Para mirar el cráneo de Andrés Seoane

Las letras se mueven. Producen un sonido cuando lo hacen, como los planetas. Se dicen cosas y es como un murmullo o agua que corre, aunque a veces se parece al ruido que hacen los aires acondicionados cuando se encienden. También los colores tienen esa cualidad sonora, pero sus voces se sienten como acolchonadas, como las que se escuchan a través de la pared. Es hermoso quedarse frente a un cuadro y escuchar, simplemente.

La música tiene el poder, única en las artes, de borrarnos.

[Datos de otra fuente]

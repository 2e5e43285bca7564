//! Work-plane writer scope.

use tracing::{debug, error, trace};

use super::job::JobWriter;
use super::shell::work_plane_shell;
use crate::container::format::UNPATCHED_OFFSET;
use crate::model::{VectorBlock, WorkPlane, WorkPlaneLut};
use crate::util::{Error, Result};

/// Writer for one work plane, created by [`JobWriter::append_work_plane`].
///
/// Holds the parent exclusively for its whole life. Finalizes on `Drop`
/// unless [`finalize`](Self::finalize) or [`finish`](Self::finish) ran
/// first; finalization happens at most once.
pub struct WorkPlaneWriter<'a> {
    job: &'a mut JobWriter,
    shell: WorkPlane,
    lut: WorkPlaneLut,
    lut_offset_pos: u64,
    finalized: bool,
}

impl<'a> WorkPlaneWriter<'a> {
    pub(super) fn begin(job: &'a mut JobWriter, plane: &WorkPlane) -> Result<Self> {
        let mut shell = work_plane_shell(plane);
        shell.work_plane_number = job.job_shell.num_work_planes;

        let stream = job.stream_mut()?;
        let lut_offset_pos = stream.pos();
        if let Err(e) = stream.write_offset(UNPATCHED_OFFSET) {
            job.record_failure(&e);
            return Err(e);
        }
        job.job_lut.work_plane_positions.push(lut_offset_pos);
        job.open_work_plane = Some(lut_offset_pos);

        debug!(
            work_plane = shell.work_plane_number,
            z = shell.z_pos_in_mm,
            offset = lut_offset_pos,
            "opened work plane"
        );

        Ok(Self {
            job,
            shell,
            lut: WorkPlaneLut::default(),
            lut_offset_pos,
            finalized: false,
        })
    }

    /// Append one vector block record.
    pub fn append_vector_block(&mut self, block: &VectorBlock) -> Result<()> {
        if self.finalized {
            return Err(Error::UseAfterFinalize("WorkPlaneWriter"));
        }
        self.job.check_failed()?;
        let stream = self.job.stream_mut()?;
        let pos = stream.pos();
        let len = match stream.write_record(block) {
            Ok(len) => len,
            Err(e) => {
                self.job.record_failure(&e);
                return Err(e);
            }
        };
        self.lut.vector_blocks_positions.push(pos);
        self.shell.num_blocks += 1;

        trace!(work_plane = self.shell.work_plane_number, offset = pos, len, "wrote vector block");
        Ok(())
    }

    /// Write the shell and LUT, backpatch the placeholder, and count this
    /// work plane in the parent job.
    ///
    /// Idempotent. The scope is closed on the parent as soon as this starts;
    /// a failure part-way is recorded on the parent, whose later appends and
    /// finalize report it as [`Error::WriterFailed`].
    pub fn finalize(&mut self) -> Result<()> {
        if self.finalized {
            return Ok(());
        }
        self.finalized = true;
        self.job.open_work_plane = None;

        let lut_offset = match self.write_trailer() {
            Ok(offset) => offset,
            Err(e) => {
                self.job.record_failure(&e);
                return Err(e);
            }
        };
        self.job.job_shell.num_work_planes += 1;

        debug!(
            work_plane = self.shell.work_plane_number,
            blocks = self.shell.num_blocks,
            lut_offset,
            "finalized work plane"
        );
        Ok(())
    }

    /// Shell, LUT and placeholder patch; returns the LUT offset.
    fn write_trailer(&mut self) -> Result<u64> {
        self.job.check_failed()?;
        let stream = self.job.stream_mut()?;
        self.lut.work_plane_shell_position = stream.pos();
        stream.write_record(&self.shell)?;

        let lut_offset = stream.pos();
        stream.write_record(&self.lut)?;

        stream.backpatch(self.lut_offset_pos, lut_offset)?;
        Ok(lut_offset)
    }

    /// Finalize, surfacing any error.
    pub fn finish(mut self) -> Result<()> {
        self.finalize()
    }

    /// Sequence index assigned to this work plane.
    pub fn work_plane_number(&self) -> u32 {
        self.shell.work_plane_number
    }

    /// Number of vector blocks appended so far.
    pub fn num_blocks(&self) -> u32 {
        self.shell.num_blocks
    }

    #[inline]
    pub fn is_finalized(&self) -> bool {
        self.finalized
    }
}

impl Drop for WorkPlaneWriter<'_> {
    fn drop(&mut self) {
        if !self.finalized {
            if let Err(e) = self.finalize() {
                error!(
                    work_plane = self.shell.work_plane_number,
                    "failed to finalize work plane: {e}"
                );
            }
        }
    }
}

Los pasajes no son fáciles. Uno está siempre distraído y no ve todo lo que pasa entre una pincelada y la otra, apenas sí identifica las variaciones tonales. Ahí, sin embargo, está todo. 

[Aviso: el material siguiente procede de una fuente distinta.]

//! Vizij Sort Core (surface-agnostic)
//!
//! Animates comparison sorts as a row of bars. Algorithms mutate a sequence and
//! report discrete steps (compare, wrong spot, swap, settle); each step repaints
//! only the affected slots and is followed by a configurable pause.
//!
//! Hosts supply two collaborators: a [`Surface`] that can draw rectangles and a
//! [`Sleeper`] that can suspend for a duration. Everything else lives here.

pub mod config;
pub mod error;
pub mod layout;
pub mod render;
pub mod scheduler;
pub mod sequence;
pub mod sorts;
pub mod steps;
pub mod surface;
pub mod visualizer;

// Re-exports for consumers (adapters)
pub use config::{LayoutOverrides, Palette, Settings, StepDelay, StepDelays, VisualizationConfig};
pub use error::{Result, SortVizError};
pub use layout::{bar_height, Layout};
pub use render::{check_batch, render_all, render_bar};
#[cfg(feature = "tokio")]
pub use scheduler::TokioSleeper;
pub use scheduler::{Scheduler, Sleeper};
pub use sorts::{bubble_sort, selection_sort, SortAlgorithm};
pub use steps::{paint_step, Step, StepSink};
pub use surface::{paint_background, DrawCall, Rect, RecordingSurface, Surface, SurfaceError};
pub use visualizer::{RunOutcome, RunSummary, Visualizer};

Vino conmigo, en una carpeta y dentro de un sobre. No sé cuánto mide, pero es más chica que una hoja A4 y no está firmada. Es una pintura, digamos, modesta. Un cráneo humano apoyado en una superficie gris, sobre un fondo azul oscuro. Es de un despojamiento absoluto y, a la vez, están pasando en ella muchas cosas. Las cuencas vacías miran a mi derecha, desde el escritorio. El hueco ese es de una simpleza asombrosa, la sombra es un manchón de un morado intenso. Eso naranja es, me dijo Andrés cuando fui al sótano de su casa y le compré el cuadro, una cinta. No sabía y yo no sé tampoco, con qué motivo terminó ahí, pero ahora parece tan parte del conjunto como el hueco de la nariz, triangular como un monje y de color verde oliva enfermo, o ese colmillo afilado que sugiere una naturaleza abyecta.

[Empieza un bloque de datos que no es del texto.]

use futures::executor::block_on;
use rand::rngs::StdRng;
use rand::{Rng, SeedableRng};
use vizij_sort_core::{
    bubble_sort, selection_sort, sequence, Result, SortAlgorithm, Step, StepDelay, StepSink,
};

/// Entry recorded by the test sink: either a painted step or a pause.
#[derive(Clone, Copy, Debug, PartialEq)]
enum Event {
    Paint(Step),
    Pause(StepDelay),
}

#[derive(Default)]
struct RecordingSink {
    events: Vec<Event>,
    snapshots: Vec<Vec<f64>>,
}

impl RecordingSink {
    fn steps(&self) -> Vec<Step> {
        self.events
            .iter()
            .filter_map(|e| match e {
                Event::Paint(s) => Some(*s),
                Event::Pause(_) => None,
            })
            .collect()
    }

    fn count(&self, pred: impl Fn(&Step) -> bool) -> usize {
        self.steps().iter().filter(|s| pred(s)).count()
    }
}

impl StepSink for RecordingSink {
    fn paint(&mut self, values: &[f64], step: Step) -> Result<()> {
        self.events.push(Event::Paint(step));
        self.snapshots.push(values.to_vec());
        Ok(())
    }

    async fn pause(&mut self, delay: StepDelay) {
        self.events.push(Event::Pause(delay));
    }
}

fn run(algo: SortAlgorithm, values: &mut [f64]) -> RecordingSink {
    let mut sink = RecordingSink::default();
    block_on(algo.run(values, &mut sink)).expect("sort should not fail");
    sink
}

fn sorted_copy(values: &[f64]) -> Vec<f64> {
    let mut v = values.to_vec();
    v.sort_by(|a, b| a.total_cmp(b));
    v
}

fn random_inputs() -> Vec<Vec<f64>> {
    let mut rng = StdRng::seed_from_u64(42);
    let mut inputs = vec![
        vec![],
        vec![0.5],
        vec![0.3, 0.3, 0.3],
        vec![0.9, 0.7, 0.5, 0.3, 0.1],
        vec![0.2, 0.8, 0.2, 0.8, 0.5],
    ];
    for n in [2usize, 7, 16, 33] {
        inputs.push(sequence::uniform(n, &mut rng));
        inputs.push(sequence::shuffled_ramp(n, &mut rng));
    }
    // Duplicate-heavy input
    inputs.push((0..20).map(|_| rng.gen_range(0..4) as f64 / 4.0).collect());
    inputs
}

#[test]
fn bubble_sort_scenario_emits_expected_protocol() {
    let mut values = vec![0.9, 0.1, 0.5];
    let mut sink = RecordingSink::default();
    block_on(bubble_sort(&mut values, &mut sink)).unwrap();

    use Event::*;
    use Step::*;
    assert_eq!(
        sink.events,
        vec![
            Paint(Comparing(0, 1)),
            Pause(StepDelay::Compare),
            Paint(WrongSpot(1)),
            Pause(StepDelay::WrongSpot),
            Paint(Swapped(0, 1)),
            Pause(StepDelay::Swap),
            Paint(Comparing(1, 2)),
            Pause(StepDelay::Compare),
            Paint(WrongSpot(2)),
            Pause(StepDelay::WrongSpot),
            Paint(Swapped(1, 2)),
            Pause(StepDelay::Swap),
            Paint(Settled(2)),
            Pause(StepDelay::CorrectSpot),
            Paint(Comparing(0, 1)),
            Pause(StepDelay::Compare),
            Paint(StoppedCompare(0)),
            Paint(StoppedCompare(1)),
            Pause(StepDelay::StoppedCompare),
            Paint(Settled(1)),
            Pause(StepDelay::CorrectSpot),
            Paint(Settled(0)),
            Pause(StepDelay::CorrectSpot),
        ]
    );
    assert_eq!(values, vec![0.1, 0.5, 0.9]);

    // Swapped is painted with post-swap values.
    let swapped_at = sink
        .steps()
        .iter()
        .position(|s| *s == Swapped(0, 1))
        .unwrap();
    assert_eq!(sink.snapshots[swapped_at], vec![0.1, 0.9, 0.5]);
}

#[test]
fn both_algorithms_sort_and_preserve_the_multiset() {
    for algo in SortAlgorithm::ALL {
        for input in random_inputs() {
            let mut values = input.clone();
            run(algo, &mut values);
            assert!(
                values.windows(2).all(|w| w[0] <= w[1]),
                "{algo} left {values:?} unsorted"
            );
            assert_eq!(sorted_copy(&values), sorted_copy(&input));
        }
    }
}

#[test]
fn comparison_count_is_quadratic_regardless_of_order() {
    for algo in SortAlgorithm::ALL {
        for input in random_inputs() {
            let n = input.len();
            let mut values = input;
            let sink = run(algo, &mut values);
            let compares = sink.count(|s| matches!(s, Step::Comparing(..)));
            assert_eq!(compares, n * n.saturating_sub(1) / 2, "{algo} with n={n}");
        }
    }
}

#[test]
fn selection_sort_settles_every_index_once() {
    for input in random_inputs().into_iter().filter(|v| v.len() >= 2) {
        let n = input.len();
        let mut values = input;
        let sink = run(SortAlgorithm::Selection, &mut values);
        let mut settled: Vec<usize> = sink
            .steps()
            .into_iter()
            .filter_map(|s| match s {
                Step::Settled(k) => Some(k),
                _ => None,
            })
            .collect();
        assert_eq!(settled.len(), n);
        settled.sort_unstable();
        assert_eq!(settled, (0..n).collect::<Vec<_>>());
    }
}

#[test]
fn bubble_sort_on_sorted_input_never_swaps() {
    let mut values = sequence::ramp(12, 0.05, 0.95);
    let sink = run(SortAlgorithm::Bubble, &mut values);
    assert_eq!(sink.count(|s| matches!(s, Step::Swapped(..))), 0);
    assert_eq!(sink.count(|s| matches!(s, Step::WrongSpot(_))), 0);
    assert_eq!(values, sequence::ramp(12, 0.05, 0.95));
}

#[test]
fn selection_sort_swaps_on_every_pass_even_without_new_minimum() {
    let mut values = vec![0.1, 0.2, 0.3, 0.4];
    let sink = run(SortAlgorithm::Selection, &mut values);
    let swaps: Vec<Step> = sink
        .steps()
        .into_iter()
        .filter(|s| matches!(s, Step::Swapped(..)))
        .collect();
    assert_eq!(
        swaps,
        vec![Step::Swapped(0, 0), Step::Swapped(1, 1), Step::Swapped(2, 2)]
    );
    assert_eq!(sink.count(|s| matches!(s, Step::WrongSpot(_))), 0);
}

#[test]
fn selection_sort_resets_unsorted_tail_with_one_pause() {
    let mut values = vec![0.3, 0.1, 0.2];
    let mut sink = RecordingSink::default();
    block_on(selection_sort(&mut values, &mut sink)).unwrap();

    use Event::*;
    use Step::*;
    // First pass: minimum 0.1 found at slot 1.
    assert_eq!(
        &sink.events[..12],
        &[
            Paint(Comparing(1, 0)),
            Pause(StepDelay::Compare),
            Paint(Comparing(2, 1)),
            Pause(StepDelay::Compare),
            Paint(WrongSpot(1)),
            Pause(StepDelay::WrongSpot),
            Paint(Swapped(1, 0)),
            Pause(StepDelay::Swap),
            Paint(Settled(0)),
            Pause(StepDelay::CorrectSpot),
            Paint(StoppedCompare(1)),
            Paint(StoppedCompare(2)),
        ]
    );
    assert_eq!(sink.events[12], Pause(StepDelay::StoppedCompare));
    assert_eq!(sink.events.last(), Some(&Pause(StepDelay::CorrectSpot)));
    assert_eq!(values, vec![0.1, 0.2, 0.3]);
}

#[test]
fn settled_slots_are_never_recolored() {
    for algo in SortAlgorithm::ALL {
        for input in random_inputs() {
            let mut values = input;
            let sink = run(algo, &mut values);
            let mut settled = std::collections::HashSet::new();
            for step in sink.steps() {
                if let Step::Settled(k) = step {
                    settled.insert(k);
                    continue;
                }
                for slot in step.slots() {
                    assert!(
                        !settled.contains(&slot),
                        "{algo} repainted settled slot {slot} with {step:?}"
                    );
                }
            }
        }
    }
}

#[test]
fn short_sequences_emit_nothing() {
    for algo in SortAlgorithm::ALL {
        let mut empty: Vec<f64> = vec![];
        assert!(run(algo, &mut empty).events.is_empty());
        let mut single = vec![0.4];
        assert!(run(algo, &mut single).events.is_empty());
        assert_eq!(single, vec![0.4]);
    }
}
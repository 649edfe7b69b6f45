//! Visualizer: the context object tying config, surface and scheduler together.
//!
//! One visualizer drives one run at a time. The sequence and the surface are
//! exclusively owned for the duration of [`Visualizer::run`].

use log::debug;
use serde::{Deserialize, Serialize};

use crate::config::{StepDelay, VisualizationConfig};
use crate::error::Result;
use crate::layout::Layout;
use crate::render::{check_batch, render_all};
use crate::scheduler::{Scheduler, Sleeper};
use crate::sorts::SortAlgorithm;
use crate::steps::{paint_step, Step, StepSink};
use crate::surface::{paint_background, Surface};

/// Counters for a finished run.
#[derive(Clone, Copy, Debug, PartialEq, Eq, Serialize, Deserialize)]
pub struct RunSummary {
    pub algorithm: SortAlgorithm,
    /// Steps painted (a two-slot step counts once).
    pub steps: u64,
    /// Pauses that actually suspended (zero-delay pauses are not counted).
    pub pauses: u64,
}

#[derive(Clone, Debug, PartialEq, Serialize, Deserialize)]
pub struct RunOutcome {
    /// Final, sorted sequence.
    pub values: Vec<f64>,
    pub summary: RunSummary,
}

pub struct Visualizer<S, T> {
    config: VisualizationConfig,
    surface: S,
    scheduler: Scheduler<T>,
    steps: u64,
}

impl<S: Surface, T: Sleeper> Visualizer<S, T> {
    pub fn new(config: VisualizationConfig, surface: S, sleeper: T) -> Self {
        Self {
            config,
            surface,
            scheduler: Scheduler::new(sleeper),
            steps: 0,
        }
    }

    pub fn config(&self) -> &VisualizationConfig {
        &self.config
    }

    pub fn surface(&self) -> &S {
        &self.surface
    }

    pub fn into_surface(self) -> S {
        self.surface
    }

    pub fn scheduler(&self) -> &Scheduler<T> {
        &self.scheduler
    }

    /// Initial paint: background plus the full bar row in default colors.
    ///
    /// Length and layout are checked before the first draw, so a failure here
    /// leaves the surface untouched.
    pub fn prepare(&mut self, values: &[f64]) -> Result<Layout> {
        check_batch(&self.surface, &self.config, values)?;
        paint_background(&mut self.surface, &self.config.palette.background)?;
        render_all(&mut self.surface, &self.config, values)
    }

    /// Paint the initial row, then animate `algorithm` until the sequence is sorted.
    pub async fn run(
        &mut self,
        mut values: Vec<f64>,
        algorithm: SortAlgorithm,
    ) -> Result<RunOutcome> {
        let layout = self.prepare(&values)?;
        debug!(
            "starting {} sort over {} bars (slot width {})",
            algorithm,
            values.len(),
            layout.slot_width
        );

        let steps_before = self.steps;
        let pauses_before = self.scheduler.pauses();
        algorithm.run(&mut values, &mut *self).await?;

        let summary = RunSummary {
            algorithm,
            steps: self.steps - steps_before,
            pauses: self.scheduler.pauses() - pauses_before,
        };
        debug!(
            "finished {} sort: {} steps, {} pauses",
            algorithm, summary.steps, summary.pauses
        );
        Ok(RunOutcome { values, summary })
    }
}

impl<S: Surface, T: Sleeper> StepSink for Visualizer<S, T> {
    fn paint(&mut self, values: &[f64], step: Step) -> Result<()> {
        self.steps += 1;
        paint_step(&mut self.surface, &self.config, values, step)
    }

    async fn pause(&mut self, delay: StepDelay) {
        let ms = self.config.delay_ms(delay);
        self.scheduler.pause(ms).await;
    }
}
//! Rendering surface contract.
//!
//! The core only ever needs one primitive: draw an axis-aligned rectangle with a
//! fill and an outline. Hosts adapt their drawing API (canvas 2D context,
//! framebuffer, terminal) by implementing [`Surface`].

use serde::{Deserialize, Serialize};
use thiserror::Error;

/// Color identifier used for "no paint".
pub const TRANSPARENT: &str = "transparent";

/// Outline thickness used for every bar.
pub const DEFAULT_LINE_THICKNESS: f64 = 1.0;

/// Axis-aligned rectangle. Coordinates may be fractional and `width` may be 0.
#[derive(Clone, Copy, Debug, Default, PartialEq, Serialize, Deserialize)]
pub struct Rect {
    pub x: f64,
    pub y: f64,
    pub width: f64,
    pub height: f64,
}

impl Rect {
    pub fn new(x: f64, y: f64, width: f64, height: f64) -> Self {
        Self {
            x,
            y,
            width,
            height,
        }
    }
}

/// Failure reported by a host surface (e.g. the drawing context went away).
#[derive(Clone, Debug, Error, PartialEq, Eq)]
#[error("{reason}")]
pub struct SurfaceError {
    pub reason: String,
}

impl SurfaceError {
    pub fn new(reason: impl Into<String>) -> Self {
        Self {
            reason: reason.into(),
        }
    }
}

/// A 2D drawing target.
pub trait Surface {
    fn width(&self) -> f64;
    fn height(&self) -> f64;

    /// Draw `rect` filled with `fill` and stroked with `outline`.
    fn draw_rect(
        &mut self,
        rect: Rect,
        outline: &str,
        fill: &str,
        line_thickness: f64,
    ) -> Result<(), SurfaceError>;
}

impl<S: Surface + ?Sized> Surface for &mut S {
    fn width(&self) -> f64 {
        (**self).width()
    }

    fn height(&self) -> f64 {
        (**self).height()
    }

    fn draw_rect(
        &mut self,
        rect: Rect,
        outline: &str,
        fill: &str,
        line_thickness: f64,
    ) -> Result<(), SurfaceError> {
        (**self).draw_rect(rect, outline, fill, line_thickness)
    }
}

/// Fill the whole surface with `color` (transparent outline).
pub fn paint_background<S: Surface + ?Sized>(
    surface: &mut S,
    color: &str,
) -> Result<(), SurfaceError> {
    let rect = Rect::new(0.0, 0.0, surface.width(), surface.height());
    surface.draw_rect(rect, TRANSPARENT, color, DEFAULT_LINE_THICKNESS)
}

/// One recorded `draw_rect` call.
#[derive(Clone, Debug, PartialEq, Serialize, Deserialize)]
pub struct DrawCall {
    pub rect: Rect,
    pub outline: String,
    pub fill: String,
    pub line_thickness: f64,
}

/// In-memory surface that records every draw call. Used by tests and headless hosts.
#[derive(Clone, Debug, Default)]
pub struct RecordingSurface {
    width: f64,
    height: f64,
    calls: Vec<DrawCall>,
    fail_after: Option<usize>,
}

impl RecordingSurface {
    pub fn new(width: f64, height: f64) -> Self {
        Self {
            width,
            height,
            calls: Vec::new(),
            fail_after: None,
        }
    }

    /// Accept `draws` calls, then fail every call after that.
    pub fn failing_after(mut self, draws: usize) -> Self {
        self.fail_after = Some(draws);
        self
    }

    pub fn calls(&self) -> &[DrawCall] {
        &self.calls
    }

    pub fn take_calls(&mut self) -> Vec<DrawCall> {
        std::mem::take(&mut self.calls)
    }

    /// Calls whose rectangle starts at `x`, in draw order.
    pub fn calls_at_x(&self, x: f64) -> impl Iterator<Item = &DrawCall> {
        self.calls.iter().filter(move |c| c.rect.x == x)
    }
}

impl Surface for RecordingSurface {
    fn width(&self) -> f64 {
        self.width
    }

    fn height(&self) -> f64 {
        self.height
    }

    fn draw_rect(
        &mut self,
        rect: Rect,
        outline: &str,
        fill: &str,
        line_thickness: f64,
    ) -> Result<(), SurfaceError> {
        if let Some(limit) = self.fail_after {
            if self.calls.len() >= limit {
                return Err(SurfaceError::new(format!(
                    "recording surface closed after {limit} draws"
                )));
            }
        }
        self.calls.push(DrawCall {
            rect,
            outline: outline.to_string(),
            fill: fill.to_string(),
            line_thickness,
        });
        Ok(())
    }
}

Hay, sobre el pómulo, una pincelada solitaria, de cobalto ligero, que parece una herida, como si eso fuera posible. Hay, a la altura de la sien, una discreta mancha malva que se da de lleno con una secuencia de tres líneas en una suerte de degradé impetuoso. Hay, en la curva superior, del lado opuesto, un exceso de pintura, un grano que anuncia el fin de un color y, abruptamente, se transforma en ese misterioso azul que tiende al negro. Eso miro ahora. Ese fondo de una oscuridad agujereada, que sugiere luces apelmazadas, un mundo entero por detrás; las manchas pequeñas de blanco marfil dejan adivinar un fragmento de la vida.

Parece que la calavera reposara sobre una tela, un altar de tela arrollada, anudada en empastes dejados sobre el papel como las sombras que arroja un árbol. Veo el gramaje y un mostaza que delinea los contornos en contraste con un color vino que mancha los dientes de sombras. La calavera parece estar mordiendo la tela sobre la que descansa. Parece ligeramente tensa, aunque el resto dé una idea de quietud. Las pinceladas, que están llenas de carácter, no vibran, no hacen transiciones delicadas: se superponen con violencia unas sobre las otras y aun así el cráneo me transmite una tranquilidad extraña. 

Lo miro como a una cueva primitiva. Adentro algo resplandece: es lo que se ve, el naranja de la cinta. Es un fuego que se imprime sobre superficie. Adentro hay algo todavía, una posibilidad. Es un lugar de ecos y recodos. Todo en su construcción lo sugiere: no es una casa cómoda, pero tiene una materialidad impactante, una presencia conmovedora, una materialidad espectral. Eso: como una melodía.